Gaibandha Sadar () is an upazila of Gaibandha District in the Division of Rangpur Division, Bangladesh.

Geography
Gaibandha Sadar is located at . It has 68,483 households and a total area of 320.25 km2.

Demographics
According to the 1991 Bangladesh census, Gaibandha Sadar had a population of 359,226, of whom 172,249 were aged 18 or over. Males constituted 50.6% of the population, and females 49.4%. Gaibandha Sadar had an average literacy rate of 28.2% (7+ years), against the national average of 32.4% .

Administration
Gaibandha Sadar Upazila is divided into Gaibandha Municipality and 13 union parishads: Badiakhali, Ballamjhar, Boali, Ghagoa, Gidari, Kamarjani, Kholahati, Kuptola, Laxmipur, Malibari, Mollarchar, Ramchandrapur, and Shahapara. The union parishads are subdivided into 130 mauzas and 144 villages.
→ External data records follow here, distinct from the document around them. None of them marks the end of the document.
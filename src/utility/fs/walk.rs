// repo-backup: Directory-to-Git Backup Tool
//
// SPDX-FileCopyrightText: 2026 Romeo Ahmed
// SPDX-License-Identifier: GPL-3.0-or-later

//! Parallel tree listing for the sync pass.
//!
//! Every entry is visited, hidden or git-ignored alike. Directories named in
//! `skip_dirs` are pruned before descending. Symbolic links are reported
//! separately and never followed.

use crate::error::Result;
use flume::bounded;
use ignore::WalkBuilder;
use std::path::{Path, PathBuf};
use std::sync::Arc;
use std::sync::atomic::{AtomicUsize, Ordering};
use tracing::warn;

enum Found {
    File(PathBuf),
    Link(PathBuf),
}

/// Paths collected by [`parallel_walk`], relative to the walked root and sorted.
#[derive(Debug, Default)]
pub struct WalkResult {
    files: Vec<PathBuf>,
    links: Vec<PathBuf>,
    error_count: usize,
}

impl WalkResult {
    /// Regular files.
    #[must_use]
    pub fn files(&self) -> &[PathBuf] {
        &self.files
    }

    /// Symbolic links of any kind, including dangling ones.
    #[must_use]
    pub fn links(&self) -> &[PathBuf] {
        &self.links
    }

    /// Entries that could not be read.
    #[must_use]
    pub const fn error_count(&self) -> usize {
        self.error_count
    }
}

fn build_walker(root: &Path, skip_dirs: &[&str]) -> WalkBuilder {
    let mut builder = WalkBuilder::new(root);
    builder.standard_filters(false).follow_links(false);

    if skip_dirs.is_empty() {
        return builder;
    }
    // Pruned before descending; the root itself is never skipped.
    let skip_dirs: Arc<[String]> = skip_dirs.iter().map(|dir| (*dir).to_string()).collect();
    builder.filter_entry(move |entry| {
        let pruned = entry.depth() > 0
            && entry.file_type().is_some_and(|ft| ft.is_dir())
            && entry
                .file_name()
                .to_str()
                .is_some_and(|name| skip_dirs.iter().any(|skip| skip == name));
        !pruned
    });
    builder
}

fn relative(root: &Path, mut paths: Vec<PathBuf>) -> Vec<PathBuf> {
    paths.retain_mut(|path| match path.strip_prefix(root) {
        Ok(rel) => {
            *path = rel.to_path_buf();
            true
        }
        Err(_) => false,
    });
    paths.sort();
    paths
}

/// Lists the files and symbolic links under `root` using `ignore::WalkParallel`.
///
/// Results are collected over a flume channel. Unreadable entries are counted
/// in [`WalkResult::error_count`] rather than aborting the walk.
///
/// # Errors
///
/// Returns an error if `root` is not a directory.
///
/// # Example
/// ```no_run
/// use repo_backup::utility::fs::walk::parallel_walk;
///
/// let result = parallel_walk("/path/to/notes", &[".git"])?;
/// println!("Found {} files", result.files().len());
/// # Ok::<(), anyhow::Error>(())
/// ```
pub fn parallel_walk<P: AsRef<Path>>(root: P, skip_dirs: &[&str]) -> Result<WalkResult> {
    let root = root.as_ref();

    if !root.is_dir() {
        anyhow::bail!("root directory does not exist: {}", root.display());
    }

    // Bounded to cap memory on huge trees; drained while the walk runs.
    let (tx, rx) = bounded::<Found>(1000);
    let errors = AtomicUsize::new(0);
    let parallel = build_walker(root, skip_dirs).build_parallel();

    let (files, links) = std::thread::scope(|scope| {
        let collector = scope.spawn(move || {
            let mut files = Vec::new();
            let mut links = Vec::new();
            for found in rx {
                match found {
                    Found::File(path) => files.push(path),
                    Found::Link(path) => links.push(path),
                }
            }
            (files, links)
        });

        parallel.run(|| {
            let tx = tx.clone();
            let errors = &errors;
            Box::new(move |entry| {
                let found = match entry {
                    Ok(entry) => match entry.file_type() {
                        Some(ft) if ft.is_file() => Some(Found::File(entry.into_path())),
                        Some(ft) if ft.is_symlink() => Some(Found::Link(entry.into_path())),
                        _ => None,
                    },
                    Err(e) => {
                        warn!(error = %e, "walk error");
                        errors.fetch_add(1, Ordering::Relaxed);
                        None
                    }
                };
                if let Some(found) = found
                    && tx.send(found).is_err()
                {
                    return ignore::WalkState::Quit;
                }
                ignore::WalkState::Continue
            })
        });

        drop(tx);
        collector.join().unwrap_or_default()
    });

    Ok(WalkResult {
        files: relative(root, files),
        links: relative(root, links),
        error_count: errors.into_inner(),
    })
}
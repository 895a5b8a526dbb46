// repo-backup: Directory-to-Git Backup Tool
//
// SPDX-FileCopyrightText: 2026 Romeo Ahmed
// SPDX-License-Identifier: GPL-3.0-or-later

//! Git operations module.
//!
//! ```text
//!      repo / submodule / publish
//!                 |
//!                 v
//!      ,----------------------,
//!      |  VcsClient (trait)   |
//!      '---+--------------+---'
//!          |              |
//!          v              v
//!    ShellBackend     test doubles
//!    git -c k=v ..
//!          ^
//!          |
//!     GitContext   (identity, ssh command, credential helper)
//!
//!    query.rs      gix, read-only (is repo, origin url, branch)
//!    porcelain.rs  status parsing, unmerged detection
//! ```

pub mod backend;
pub mod context;
pub mod porcelain;
pub mod query;
// repo-backup: Directory-to-Git Backup Tool
//
// SPDX-FileCopyrightText: 2026 Romeo Ahmed
// SPDX-License-Identifier: GPL-3.0-or-later

//! Single-worker execution of backups.
//!
//! ```text
//! BackupRunner::start ──busy?──> Err("backup already in progress")
//!        |
//!        v
//! spawn_blocking( run(session, ShellBackend) ) ──BackupEvent──> flume ──> CLI
//!        |
//!        v
//! RunHandle::join ──> BackupReport        (busy flag cleared on exit)
//! ```

use std::sync::Arc;
use std::sync::atomic::{AtomicBool, Ordering};
use std::time::Duration;
use tracing::debug;

use super::{BackupEvent, BackupReport, BackupSession, RunContext, run};
use crate::auth::preflight;
use crate::error::{BackupResult, bail_out};
use crate::git::backend::{ShellBackend, VcsClient};
use crate::publish::PushControl;
use crate::publish::push::{Backoff, ForcePushPolicy, ThreadBackoff};

/// Runs at most one backup at a time.
#[derive(Debug, Default, Clone)]
pub struct BackupRunner {
    busy: Arc<AtomicBool>,
}

/// Clears the busy flag when the worker ends, even by panic.
struct BusyGuard(Arc<AtomicBool>);

impl Drop for BusyGuard {
    fn drop(&mut self) {
        self.0.store(false, Ordering::Release);
    }
}

/// A backup in flight.
pub struct RunHandle {
    events: flume::Receiver<BackupEvent>,
    task: tokio::task::JoinHandle<BackupReport>,
}

impl RunHandle {
    /// Progress events; the stream ends after [`BackupEvent::Finished`].
    #[must_use]
    pub const fn events(&self) -> &flume::Receiver<BackupEvent> {
        &self.events
    }

    /// Wait for the worker to finish.
    ///
    /// # Errors
    ///
    /// Returns an error if the worker panicked.
    pub async fn join(self) -> BackupResult<BackupReport> {
        self.task
            .await
            .map_err(|e| bail_out(format!("backup worker failed: {e}")))
    }
}

impl BackupRunner {
    #[must_use]
    pub fn new() -> Self {
        Self::default()
    }

    #[must_use]
    pub fn is_busy(&self) -> bool {
        self.busy.load(Ordering::Acquire)
    }

    /// Start `session` on a blocking worker with the git command-line client.
    ///
    /// Must be called from within a tokio runtime.
    ///
    /// # Errors
    ///
    /// Returns `BackupError::Bailed` if a backup is already running.
    pub fn start(
        &self,
        session: BackupSession,
        policy: Arc<dyn ForcePushPolicy>,
    ) -> BackupResult<RunHandle> {
        let backoff = Arc::new(ThreadBackoff::new(Duration::from_secs(session.backoff_secs())));
        self.start_with(session, policy, backoff, |ctx| Box::new(ShellBackend::new(ctx)))
    }

    /// Like [`Self::start`], with explicit backoff and client construction.
    ///
    /// # Errors
    ///
    /// Returns `BackupError::Bailed` if a backup is already running.
    pub fn start_with<F>(
        &self,
        mut session: BackupSession,
        policy: Arc<dyn ForcePushPolicy>,
        backoff: Arc<dyn Backoff>,
        make_client: F,
    ) -> BackupResult<RunHandle>
    where
        F: FnOnce(crate::git::context::GitContext) -> Box<dyn VcsClient> + Send + 'static,
    {
        if self
            .busy
            .compare_exchange(false, true, Ordering::AcqRel, Ordering::Acquire)
            .is_err()
        {
            return Err(bail_out("backup already in progress"));
        }
        let guard = BusyGuard(Arc::clone(&self.busy));

        let (tx, rx) = flume::unbounded();
        let handle = tokio::runtime::Handle::current();
        let task = tokio::task::spawn_blocking(move || {
            let _guard = guard;
            debug!(repo = %session.name(), "backup worker started");
            let ssh_check = |key: &std::path::Path, host: &str| {
                handle.block_on(preflight::check_ssh_key(key, host))
            };
            let ctx = RunContext {
                control: PushControl {
                    policy: policy.as_ref(),
                    backoff: backoff.as_ref(),
                },
                events: &tx,
                ssh_check: Some(&ssh_check),
            };
            run(&mut session, make_client, &ctx)
        });

        Ok(RunHandle { events: rx, task })
    }
}
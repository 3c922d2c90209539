//! Core functionality for the chat server

pub mod broadcaster;
pub mod connection;
pub mod ip_extractor;
pub mod message;
pub mod message_handler;
pub mod message_types;
pub mod server;

// Re-export main components for convenience
pub use broadcaster::{RoomBroadcaster, SharedBroadcaster};
pub use connection::Connection;
pub use message::{ChatMessage, ChatUser, ChatUserIdentity, MessageId};
pub use message_handler::MessageHandler;
pub use message_types::{ClientEvent, MessagePayload, ServerEvent};
pub use server::{ChatServer, ChatServerBuilder, SendOutcome, SharedChatServer};
//! Realtime session handling
//!
//! `ChatServer` drives the per-connection lifecycle (connect, join, leave,
//! send, revoke, disconnect) over the room broadcaster, the history buffer
//! and the moderation gate.
//!
//! History pushes and removals run inline: they are short in-memory critical
//! sections, and a message must be in history before its ID is handed out so
//! a revoke can always find it. Room broadcasts are queued to a single
//! fan-out task and are best-effort: membership is captured when the event
//! is queued and the handler never waits for delivery, but events leave in
//! the order they were queued, so a revoke never overtakes the message it
//! retracts. All state here is process-local
//! and starts empty; a restart drops memberships and history.

use log::{debug, info, warn};
use std::sync::Arc;
use tokio::sync::mpsc;

use crate::constants::{DEFAULT_HISTORY_LENGTH, DEFAULT_MAX_MESSAGE_LENGTH};
use crate::core::broadcaster::{RoomBroadcaster, SharedBroadcaster};
use crate::core::connection::Connection;
use crate::core::message::{ChatMessage, ChatUser, ChatUserIdentity};
use crate::core::message_types::ServerEvent;
use crate::error::{LiveChatError, Result};
use crate::moderation::{AcceptAllVerifier, BlockReason, Decision, IdentityVerifier, ModerationGate};
use crate::storage::history::{HistoryBuffer, SharedHistoryBuffer};
use crate::storage::memory::MemoryStore;
use crate::storage::traits::{BannedWordStore, ChatRoom, MuteStore, RoomDirectory};

/// Result of a send that passed validation and room lookup
#[derive(Debug, Clone, PartialEq, Eq)]
pub enum SendOutcome {
    /// Accepted; carries the assigned message ID
    Delivered(String),
    /// Dropped by moderation
    Blocked(BlockReason),
}

/// Session handler shared by every connection
pub struct ChatServer {
    rooms: Arc<dyn RoomDirectory>,
    broadcaster: SharedBroadcaster,
    history: SharedHistoryBuffer,
    gate: Arc<ModerationGate>,
    verifier: Arc<dyn IdentityVerifier>,
    fanout: mpsc::UnboundedSender<RoomEvent>,
    max_message_length: usize,
}

// An event queued for the members a room had when it was queued
struct RoomEvent {
    room_id: u64,
    members: Vec<String>,
    event: ServerEvent,
}

impl ChatServer {
    pub fn builder() -> ChatServerBuilder {
        ChatServerBuilder::new()
    }

    /// Register a freshly upgraded connection
    pub fn connect(&self, connection: Connection) {
        info!("Client connected: {}", connection.id);
        self.broadcaster.register(connection);
        info!("Current connections: {}", self.broadcaster.connection_count());
    }

    /// Drop a connection from every room immediately
    pub fn disconnect(&self, connection_id: &str) {
        let left = self.broadcaster.unregister(connection_id);
        info!("Client disconnected: {} (left {} rooms)", connection_id, left);
        info!("Current connections: {}", self.broadcaster.connection_count());
    }

    /// Look up a room by its external identifier
    pub async fn resolve_room(&self, identifier: &str) -> Result<ChatRoom> {
        self.rooms
            .get_room_by_identifier(identifier)
            .await?
            .ok_or_else(|| LiveChatError::RoomNotFound(identifier.to_string()))
    }

    /// Subscribe to a room and send the joiner the current history snapshot.
    /// Returns how many buffered messages were sent.
    pub async fn join_room(&self, connection_id: &str, identifier: &str) -> Result<usize> {
        let room = self.resolve_room(identifier).await?;

        self.broadcaster.join(connection_id, room.id);

        let history: Vec<_> = self
            .history
            .snapshot(room.id)
            .iter()
            .map(ChatMessage::payload)
            .collect();
        let count = history.len();

        if !self
            .broadcaster
            .send_to(connection_id, &ServerEvent::Messages(history))
        {
            warn!("Could not deliver history of {} to {}", room.identifier, connection_id);
        }

        info!("Joined room: {} {}", room.identifier, connection_id);
        Ok(count)
    }

    pub async fn leave_room(&self, connection_id: &str, identifier: &str) -> Result<()> {
        let room = self.resolve_room(identifier).await?;
        self.broadcaster.leave(connection_id, room.id);
        info!("Left room: {} {}", room.identifier, connection_id);
        Ok(())
    }

    /// Moderate a message and, if allowed, fan it out and remember it
    pub async fn send_message(
        &self,
        connection_id: &str,
        identifier: &str,
        user: ChatUser,
        text: String,
    ) -> Result<SendOutcome> {
        self.validate_text(&text)?;
        let room = self.resolve_room(identifier).await?;

        if !self.verifier.verify(&user) {
            warn!("Profile verification failed for {:?} on {}", user.username, connection_id);
        }

        let ip_address = self
            .broadcaster
            .connection(connection_id)
            .and_then(|conn| conn.ip_address)
            .map(|ip| ip.to_string());
        let sender = ChatUserIdentity::new(Some(user.username.clone()), ip_address);

        match self.gate.evaluate(&room, &sender, &text).await? {
            Decision::Blocked(reason) => {
                warn!(
                    "Dropped message from {} in {}: {}",
                    connection_id, room.identifier, reason
                );
                Ok(SendOutcome::Blocked(reason))
            }
            Decision::Allowed => {
                let room_id = room.id;
                let message = ChatMessage::new(room_id, sender, user, text);
                let message_id = message.id.clone();
                let event = ServerEvent::Messages(vec![message.payload()]);

                self.history.push(room_id, message_id.clone(), message);
                self.queue_broadcast(room_id, event);

                Ok(SendOutcome::Delivered(message_id))
            }
        }
    }

    /// Retract a message from history and from every member's display.
    /// Who may revoke is decided upstream.
    pub async fn revoke_message(
        &self,
        connection_id: &str,
        identifier: &str,
        message_id: &str,
    ) -> Result<()> {
        let room = self.resolve_room(identifier).await?;
        let room_id = room.id;

        let removed = self.history.revoke(room_id, message_id);
        self.queue_broadcast(
            room_id,
            ServerEvent::RevokeMessage {
                id: message_id.to_string(),
            },
        );

        info!(
            "Revoked message {} in {} by {} (buffered: {})",
            message_id, room.identifier, connection_id, removed
        );
        Ok(())
    }

    /// Send an event to one connection only
    pub fn send_to(&self, connection_id: &str, event: &ServerEvent) -> bool {
        self.broadcaster.send_to(connection_id, event)
    }

    pub fn broadcaster(&self) -> &RoomBroadcaster {
        &self.broadcaster
    }

    pub fn history(&self) -> &HistoryBuffer {
        &self.history
    }

    pub fn moderation(&self) -> &ModerationGate {
        &self.gate
    }

    // Snapshot the room's members now and hand delivery to the fan-out task
    fn queue_broadcast(&self, room_id: u64, event: ServerEvent) {
        let queued = RoomEvent {
            room_id,
            members: self.broadcaster.members(room_id),
            event,
        };
        if self.fanout.send(queued).is_err() {
            warn!("Fan-out task is gone; dropping event for room {}", room_id);
        }
    }

    fn validate_text(&self, text: &str) -> Result<()> {
        if text.trim().is_empty() {
            return Err(LiveChatError::ValidationError(
                "Message cannot be empty".to_string(),
            ));
        }
        let length = text.chars().count();
        if length > self.max_message_length {
            return Err(LiveChatError::ValidationError(format!(
                "Message too long: {} characters (max {})",
                length, self.max_message_length
            )));
        }
        Ok(())
    }
}

// Drains queued room events in order until the server is dropped
fn spawn_fanout(broadcaster: SharedBroadcaster) -> mpsc::UnboundedSender<RoomEvent> {
    let (tx, mut rx) = mpsc::unbounded_channel::<RoomEvent>();
    tokio::spawn(async move {
        while let Some(queued) = rx.recv().await {
            broadcaster.deliver(queued.room_id, &queued.members, &queued.event);
        }
        debug!("Fan-out task stopped");
    });
    tx
}

// Shared reference to the chat server
pub type SharedChatServer = Arc<ChatServer>;

/// Two-phase construction: components are built without references to each
/// other, then `build` wires them into one `ChatServer`.
pub struct ChatServerBuilder {
    history_length: usize,
    max_message_length: usize,
    rooms: Option<Arc<dyn RoomDirectory>>,
    mutes: Option<Arc<dyn MuteStore>>,
    banned_words: Option<Arc<dyn BannedWordStore>>,
    verifier: Arc<dyn IdentityVerifier>,
}

impl ChatServerBuilder {
    pub fn new() -> Self {
        Self {
            history_length: DEFAULT_HISTORY_LENGTH,
            max_message_length: DEFAULT_MAX_MESSAGE_LENGTH,
            rooms: None,
            mutes: None,
            banned_words: None,
            verifier: Arc::new(AcceptAllVerifier),
        }
    }

    pub fn history_length(mut self, history_length: usize) -> Self {
        self.history_length = history_length;
        self
    }

    pub fn max_message_length(mut self, max_message_length: usize) -> Self {
        self.max_message_length = max_message_length;
        self
    }

    pub fn room_directory(mut self, rooms: Arc<dyn RoomDirectory>) -> Self {
        self.rooms = Some(rooms);
        self
    }

    pub fn mute_store(mut self, mutes: Arc<dyn MuteStore>) -> Self {
        self.mutes = Some(mutes);
        self
    }

    pub fn banned_word_store(mut self, banned_words: Arc<dyn BannedWordStore>) -> Self {
        self.banned_words = Some(banned_words);
        self
    }

    /// Use one in-memory store for rooms, mutes and banned words
    pub fn memory_store(self, store: Arc<MemoryStore>) -> Self {
        self.room_directory(store.clone())
            .mute_store(store.clone())
            .banned_word_store(store)
    }

    pub fn verifier(mut self, verifier: Arc<dyn IdentityVerifier>) -> Self {
        self.verifier = verifier;
        self
    }

    pub fn build(self) -> Result<SharedChatServer> {
        let rooms = self
            .rooms
            .ok_or_else(|| LiveChatError::ConfigError("No room directory configured".to_string()))?;
        let mutes = self
            .mutes
            .ok_or_else(|| LiveChatError::ConfigError("No mute store configured".to_string()))?;
        let banned_words = self.banned_words.ok_or_else(|| {
            LiveChatError::ConfigError("No banned word store configured".to_string())
        })?;

        if tokio::runtime::Handle::try_current().is_err() {
            return Err(LiveChatError::ConfigError(
                "ChatServer must be built inside a tokio runtime".to_string(),
            ));
        }

        // Phase one: independent components
        let broadcaster = Arc::new(RoomBroadcaster::new());
        let history = Arc::new(HistoryBuffer::with_capacity(self.history_length));
        let gate = Arc::new(ModerationGate::new(mutes, banned_words));

        // Phase two: wiring
        let fanout = spawn_fanout(Arc::clone(&broadcaster));
        Ok(Arc::new(ChatServer {
            rooms,
            broadcaster,
            history,
            gate,
            verifier: self.verifier,
            fanout,
            max_message_length: self.max_message_length,
        }))
    }
}

impl Default for ChatServerBuilder {
    fn default() -> Self {
        Self::new()
    }
}
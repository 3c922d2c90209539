//! Optional upstream check of a participant's claimed profile

use crate::core::message::ChatUser;

/// Verifies that a chat participant's profile is genuine
pub trait IdentityVerifier: Send + Sync {
    fn verify(&self, user: &ChatUser) -> bool;
}

/// Verifier that trusts every profile
#[derive(Debug, Default, Clone, Copy)]
pub struct AcceptAllVerifier;

impl IdentityVerifier for AcceptAllVerifier {
    fn verify(&self, _user: &ChatUser) -> bool {
        true
    }
}
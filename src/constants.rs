// Fundamental configuration constants
pub const DEFAULT_HOST: &str = "0.0.0.0";
pub const DEFAULT_PORT: u16 = 8080;
pub const WS_PATH: &str = "ws";

// History buffer configuration constants
pub const DEFAULT_HISTORY_LENGTH: usize = 25;
pub const MAX_HISTORY_LENGTH: usize = 1000;

// Inbound message limits
pub const DEFAULT_MAX_MESSAGE_LENGTH: usize = 500;
pub const DEFAULT_MAX_FRAME_BYTES: usize = 4096;

// Inbound event names
pub const EVENT_ROOM_JOIN: &str = "chatroom.join";
pub const EVENT_ROOM_LEAVE: &str = "chatroom.leave";
pub const EVENT_ROOM_MESSAGE: &str = "chatroom.message";
pub const EVENT_ROOM_REVOKE: &str = "chatroom.revoke-message";

// Outbound event names
pub const EVENT_CHAT_MESSAGES: &str = "chat.messages";
pub const EVENT_CHAT_REVOKE: &str = "chat.revoke-message";
pub const EVENT_ERROR: &str = "error";
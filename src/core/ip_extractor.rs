//! Client IP resolution for WebSocket connections
//!
//! The resolved address becomes the IP half of a sender's identity, which
//! mutes can match on. Proxy headers are only honoured when the deployment
//! says a proxy sits in front of the server; otherwise any client could pick
//! an arbitrary address and dodge an IP mute.

use log::{debug, warn};
use std::net::{IpAddr, SocketAddr};
use warp::hyper::HeaderMap;

/// Configuration for IP extraction behavior
#[derive(Debug, Clone, Default)]
pub struct IpExtractionConfig {
    /// Whether to trust CF-Connecting-IP / X-Forwarded-For
    pub trust_proxy_headers: bool,
}

impl IpExtractionConfig {
    pub fn behind_proxy() -> Self {
        Self {
            trust_proxy_headers: true,
        }
    }
}

/// Resolve the client IP from headers and the socket peer address
pub fn extract_client_ip(
    headers: &HeaderMap,
    remote_addr: Option<SocketAddr>,
    config: &IpExtractionConfig,
) -> Option<IpAddr> {
    if config.trust_proxy_headers {
        // Cloudflare sets a single authoritative client address
        if let Some(ip) = header_ip(headers, "cf-connecting-ip", |v| Some(v)) {
            debug!("Extracted IP from CF-Connecting-IP: {}", ip);
            return Some(ip);
        }

        // X-Forwarded-For: "client, proxy1, proxy2"; the leftmost is the client
        if let Some(ip) = header_ip(headers, "x-forwarded-for", |v| v.split(',').next()) {
            debug!("Extracted IP from X-Forwarded-For: {}", ip);
            return Some(ip);
        }
    }

    match remote_addr {
        Some(addr) => Some(normalize_ip(addr.ip())),
        None => {
            warn!("No client IP available for connection");
            None
        }
    }
}

fn header_ip<'a, F>(headers: &'a HeaderMap, name: &str, pick: F) -> Option<IpAddr>
where
    F: FnOnce(&'a str) -> Option<&'a str>,
{
    let value = headers.get(name)?.to_str().ok()?;
    let candidate = pick(value)?.trim();
    match candidate.trim_matches(|c| c == '[' || c == ']').parse::<IpAddr>() {
        Ok(ip) => Some(normalize_ip(ip)),
        Err(_) => {
            warn!("Invalid IP format in {} header: {}", name, candidate);
            None
        }
    }
}

/// Unwrap IPv4-mapped IPv6 addresses (`::ffff:a.b.c.d`)
pub fn normalize_ip(ip: IpAddr) -> IpAddr {
    match ip {
        IpAddr::V6(v6) => match v6.to_ipv4_mapped() {
            Some(v4) => IpAddr::V4(v4),
            None => IpAddr::V6(v6),
        },
        v4 => v4,
    }
}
Gaibandha Municipality is subdivided into 9 wards and 35 mahallas.

Education

Ahammad Uddin Shah Shishu Niketon School & College, founded in 1982 is a significant educational institution. & according to Banglapedia, Gaibandha Government Boys' High School, founded in 1885, is a notable secondary school.

Notable people
Dr. Md. Abdus Salam Akanda, a renowned Statistician, Professor of University of Dhaka and Writer.

Mahabub Elahi Ronju, Bir Protik valiant freedom fighter and company commander of 'Ronju company of Mukti Bahini' at Gaibandha area during the glorious liberation war of Bangladesh in 1971.